■ WHAT THIS TASK INVOLVES
Repeat the listing below in full, keeping every character as it is.

---------------

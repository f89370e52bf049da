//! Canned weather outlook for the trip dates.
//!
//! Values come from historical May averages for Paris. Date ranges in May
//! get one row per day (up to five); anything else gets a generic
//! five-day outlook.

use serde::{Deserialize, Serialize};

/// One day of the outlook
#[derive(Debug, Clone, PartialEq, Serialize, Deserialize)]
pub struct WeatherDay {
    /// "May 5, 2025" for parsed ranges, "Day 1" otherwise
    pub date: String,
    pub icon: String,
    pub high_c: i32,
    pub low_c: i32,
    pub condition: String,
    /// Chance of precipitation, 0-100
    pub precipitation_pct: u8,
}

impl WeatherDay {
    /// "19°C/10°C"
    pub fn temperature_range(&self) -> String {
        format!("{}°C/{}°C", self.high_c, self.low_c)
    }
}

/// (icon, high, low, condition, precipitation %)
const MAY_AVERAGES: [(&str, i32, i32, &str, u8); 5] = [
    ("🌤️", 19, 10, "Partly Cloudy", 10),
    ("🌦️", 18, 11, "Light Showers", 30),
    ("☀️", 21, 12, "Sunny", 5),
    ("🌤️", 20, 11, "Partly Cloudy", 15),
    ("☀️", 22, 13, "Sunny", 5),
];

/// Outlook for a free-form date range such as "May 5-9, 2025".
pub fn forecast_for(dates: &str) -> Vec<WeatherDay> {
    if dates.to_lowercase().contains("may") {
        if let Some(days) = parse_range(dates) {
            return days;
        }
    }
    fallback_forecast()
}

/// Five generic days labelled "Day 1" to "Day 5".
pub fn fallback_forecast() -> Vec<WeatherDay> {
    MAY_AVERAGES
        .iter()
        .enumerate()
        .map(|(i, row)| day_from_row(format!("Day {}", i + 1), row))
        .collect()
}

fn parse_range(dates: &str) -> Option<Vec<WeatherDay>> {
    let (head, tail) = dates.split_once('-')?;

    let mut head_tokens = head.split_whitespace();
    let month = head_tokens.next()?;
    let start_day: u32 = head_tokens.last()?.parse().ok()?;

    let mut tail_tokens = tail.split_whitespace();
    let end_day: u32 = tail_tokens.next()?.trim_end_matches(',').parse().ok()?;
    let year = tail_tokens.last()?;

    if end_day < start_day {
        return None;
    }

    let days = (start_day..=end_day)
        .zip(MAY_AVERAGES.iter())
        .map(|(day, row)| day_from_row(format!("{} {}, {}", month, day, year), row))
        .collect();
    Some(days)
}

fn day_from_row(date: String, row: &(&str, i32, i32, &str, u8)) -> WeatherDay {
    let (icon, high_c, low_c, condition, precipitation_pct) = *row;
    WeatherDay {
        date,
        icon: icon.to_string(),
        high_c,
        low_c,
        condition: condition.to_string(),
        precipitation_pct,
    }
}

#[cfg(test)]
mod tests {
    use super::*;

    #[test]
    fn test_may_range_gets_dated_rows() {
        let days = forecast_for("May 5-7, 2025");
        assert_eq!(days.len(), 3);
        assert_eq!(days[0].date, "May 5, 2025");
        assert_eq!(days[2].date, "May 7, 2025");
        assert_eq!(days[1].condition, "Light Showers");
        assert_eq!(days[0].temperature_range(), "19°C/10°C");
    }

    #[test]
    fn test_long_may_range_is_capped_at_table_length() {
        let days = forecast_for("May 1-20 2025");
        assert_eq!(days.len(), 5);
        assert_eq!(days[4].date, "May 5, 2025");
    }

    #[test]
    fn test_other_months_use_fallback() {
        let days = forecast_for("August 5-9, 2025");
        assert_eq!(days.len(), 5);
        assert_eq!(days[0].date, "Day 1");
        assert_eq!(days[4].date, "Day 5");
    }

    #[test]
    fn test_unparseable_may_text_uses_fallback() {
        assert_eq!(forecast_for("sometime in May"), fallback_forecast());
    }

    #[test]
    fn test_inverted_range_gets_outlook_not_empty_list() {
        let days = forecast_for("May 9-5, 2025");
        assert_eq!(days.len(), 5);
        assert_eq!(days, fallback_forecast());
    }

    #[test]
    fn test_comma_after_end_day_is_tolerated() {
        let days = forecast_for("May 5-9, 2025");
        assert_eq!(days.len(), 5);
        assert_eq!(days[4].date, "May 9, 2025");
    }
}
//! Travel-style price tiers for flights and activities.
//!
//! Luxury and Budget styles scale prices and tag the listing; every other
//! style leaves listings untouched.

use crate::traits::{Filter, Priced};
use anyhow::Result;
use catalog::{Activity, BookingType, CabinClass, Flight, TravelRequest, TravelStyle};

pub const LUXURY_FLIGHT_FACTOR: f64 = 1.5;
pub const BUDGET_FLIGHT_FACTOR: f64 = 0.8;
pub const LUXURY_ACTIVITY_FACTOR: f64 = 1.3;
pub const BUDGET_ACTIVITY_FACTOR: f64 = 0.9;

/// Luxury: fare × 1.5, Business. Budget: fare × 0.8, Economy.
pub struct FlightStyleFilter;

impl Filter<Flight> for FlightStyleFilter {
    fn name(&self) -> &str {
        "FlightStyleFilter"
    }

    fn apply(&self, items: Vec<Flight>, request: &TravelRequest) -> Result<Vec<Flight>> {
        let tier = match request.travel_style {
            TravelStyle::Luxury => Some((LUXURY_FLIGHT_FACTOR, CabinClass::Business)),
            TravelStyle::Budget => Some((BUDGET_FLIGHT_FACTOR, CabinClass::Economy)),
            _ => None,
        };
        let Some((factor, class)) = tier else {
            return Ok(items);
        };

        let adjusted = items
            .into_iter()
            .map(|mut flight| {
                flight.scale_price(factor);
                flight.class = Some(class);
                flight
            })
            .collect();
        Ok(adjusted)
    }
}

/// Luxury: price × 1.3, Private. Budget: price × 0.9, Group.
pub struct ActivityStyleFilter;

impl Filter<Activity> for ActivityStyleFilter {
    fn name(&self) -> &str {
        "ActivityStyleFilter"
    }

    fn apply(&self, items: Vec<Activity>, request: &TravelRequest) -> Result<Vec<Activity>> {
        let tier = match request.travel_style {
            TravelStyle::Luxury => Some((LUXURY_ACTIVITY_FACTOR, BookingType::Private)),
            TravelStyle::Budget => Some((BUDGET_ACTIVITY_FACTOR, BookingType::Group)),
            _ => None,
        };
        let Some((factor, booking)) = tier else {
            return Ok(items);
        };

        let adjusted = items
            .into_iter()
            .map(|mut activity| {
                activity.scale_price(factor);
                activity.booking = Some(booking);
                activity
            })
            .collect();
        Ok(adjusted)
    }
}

---------------

■ ANSWER SECTION
repository f89370e52bf049da
//! Canned weather outlook for the trip dates.
//!
//! Values come from historical May averages for Paris. Date ranges in May
//! get one row per day (up to five); anything else gets a generic
//! five-day outlook.

use serde::{Deserialize, Serialize};

/// One day of the outlook
#[derive(Debug, Clone, PartialEq, Serialize, Deserialize)]
pub struct WeatherDay {
    /// "May 5, 2025" for parsed ranges, "Day 1" otherwise
    pub date: String,
    pub icon: String,
    pub high_c: i32,
    pub low_c: i32,
    pub condition: String,
    /// Chance of precipitation, 0-100
    pub precipitation_pct: u8,
}

impl WeatherDay {
    /// "19°C/10°C"
    pub fn temperature_range(&self) -> String {
        format!("{}°C/{}°C", self.high_c, self.low_c)
    }
}

/// (icon, high, low, condition, precipitation %)
const MAY_AVERAGES: [(&str, i32, i32, &str, u8); 5] = [
    ("🌤️", 19, 10, "Partly Cloudy", 10),
    ("🌦️", 18, 11, "Light Showers", 30),
    ("☀️", 21, 12, "Sunny", 5),
    ("🌤️", 20, 11, "Partly Cloudy", 15),
    ("☀️", 22, 13, "Sunny", 5),
];

/// Outlook for a free-form date range such as "May 5-9, 2025".
pub fn forecast_for(dates: &str) -> Vec<WeatherDay> {
    if dates.to_lowercase().contains("may") {
        if let Some(days) = parse_range(dates) {
            return days;
        }
    }
    fallback_forecast()
}

/// Five generic days labelled "Day 1" to "Day 5".
pub fn fallback_forecast() -> Vec<WeatherDay> {
    MAY_AVERAGES
        .iter()
        .enumerate()
        .map(|(i, row)| day_from_row(format!("Day {}", i + 1), row))
        .collect()
}

fn parse_range(dates: &str) -> Option<Vec<WeatherDay>> {
    let (head, tail) = dates.split_once('-')?;

    let mut head_tokens = head.split_whitespace();
    let month = head_tokens.next()?;
    let start_day: u32 = head_tokens.last()?.parse().ok()?;

    let mut tail_tokens = tail.split_whitespace();
    let end_day: u32 = tail_tokens.next()?.trim_end_matches(',').parse().ok()?;
    let year = tail_tokens.last()?;

    if end_day < start_day {
        return None;
    }

    let days = (start_day..=end_day)
        .zip(MAY_AVERAGES.iter())
        .map(|(day, row)| day_from_row(format!("{} {}, {}", month, day, year), row))
        .collect();
    Some(days)
}

fn day_from_row(date: String, row: &(&str, i32, i32, &str, u8)) -> WeatherDay {
    let (icon, high_c, low_c, condition, precipitation_pct) = *row;
    WeatherDay {
        date,
        icon: icon.to_string(),
        high_c,
        low_c,
        condition: condition.to_string(),
        precipitation_pct,
    }
}

#[cfg(test)]
mod tests {
    use super::*;

    #[test]
    fn test_may_range_gets_dated_rows() {
        let days = forecast_for("May 5-7, 2025");
        assert_eq!(days.len(), 3);
        assert_eq!(days[0].date, "May 5, 2025");
        assert_eq!(days[2].date, "May 7, 2025");
        assert_eq!(days[1].condition, "Light Showers");
        assert_eq!(days[0].temperature_range(), "19°C/10°C");
    }

    #[test]
    fn test_long_may_range_is_capped_at_table_length() {
        let days = forecast_for("May 1-20 2025");
        assert_eq!(days.len(), 5);
        assert_eq!(days[4].date, "May 5, 2025");
    }

    #[test]
    fn test_other_months_use_fallback() {
        let days = forecast_for("August 5-9, 2025");
        assert_eq!(days.len(), 5);
        assert_eq!(days[0].date, "Day 1");
        assert_eq!(days[4].date, "Day 5");
    }

    #[test]
    fn test_unparseable_may_text_uses_fallback() {
        assert_eq!(forecast_for("sometime in May"), fallback_forecast());
    }

    #[test]
    fn test_inverted_range_gets_outlook_not_empty_list() {
        let days = forecast_for("May 9-5, 2025");
        assert_eq!(days.len(), 5);
        assert_eq!(days, fallback_forecast());
    }

    #[test]
    fn test_comma_after_end_day_is_tolerated() {
        let days = forecast_for("May 5-9, 2025");
        assert_eq!(days.len(), 5);
        assert_eq!(days[4].date, "May 9, 2025");
    }
}
//! Travel-style price tiers for flights and activities.
//!
//! Luxury and Budget styles scale prices and tag the listing; every other
//! style leaves listings untouched.

use crate::traits::{Filter, Priced};
use anyhow::Result;
use catalog::{Activity, BookingType, CabinClass, Flight, TravelRequest, TravelStyle};

pub const LUXURY_FLIGHT_FACTOR: f64 = 1.5;
pub const BUDGET_FLIGHT_FACTOR: f64 = 0.8;
pub const LUXURY_ACTIVITY_FACTOR: f64 = 1.3;
pub const BUDGET_ACTIVITY_FACTOR: f64 = 0.9;

/// Luxury: fare × 1.5, Business. Budget: fare × 0.8, Economy.
pub struct FlightStyleFilter;

impl Filter<Flight> for FlightStyleFilter {
    fn name(&self) -> &str {
        "FlightStyleFilter"
    }

    fn apply(&self, items: Vec<Flight>, request: &TravelRequest) -> Result<Vec<Flight>> {
        let tier = match request.travel_style {
            TravelStyle::Luxury => Some((LUXURY_FLIGHT_FACTOR, CabinClass::Business)),
            TravelStyle::Budget => Some((BUDGET_FLIGHT_FACTOR, CabinClass::Economy)),
            _ => None,
        };
        let Some((factor, class)) = tier else {
            return Ok(items);
        };

        let adjusted = items
            .into_iter()
            .map(|mut flight| {
                flight.scale_price(factor);
                flight.class = Some(class);
                flight
            })
            .collect();
        Ok(adjusted)
    }
}

/// Luxury: price × 1.3, Private. Budget: price × 0.9, Group.
pub struct ActivityStyleFilter;

impl Filter<Activity> for ActivityStyleFilter {
    fn name(&self) -> &str {
        "ActivityStyleFilter"
    }

    fn apply(&self, items: Vec<Activity>, request: &TravelRequest) -> Result<Vec<Activity>> {
        let tier = match request.travel_style {
            TravelStyle::Luxury => Some((LUXURY_ACTIVITY_FACTOR, BookingType::Private)),
            TravelStyle::Budget => Some((BUDGET_ACTIVITY_FACTOR, BookingType::Group)),
            _ => None,
        };
        let Some((factor, booking)) = tier else {
            return Ok(items);
        };

        let adjusted = items
            .into_iter()
            .map(|mut activity| {
                activity.scale_price(factor);
                activity.booking = Some(booking);
                activity
            })
            .collect();
        Ok(adjusted)
    }
}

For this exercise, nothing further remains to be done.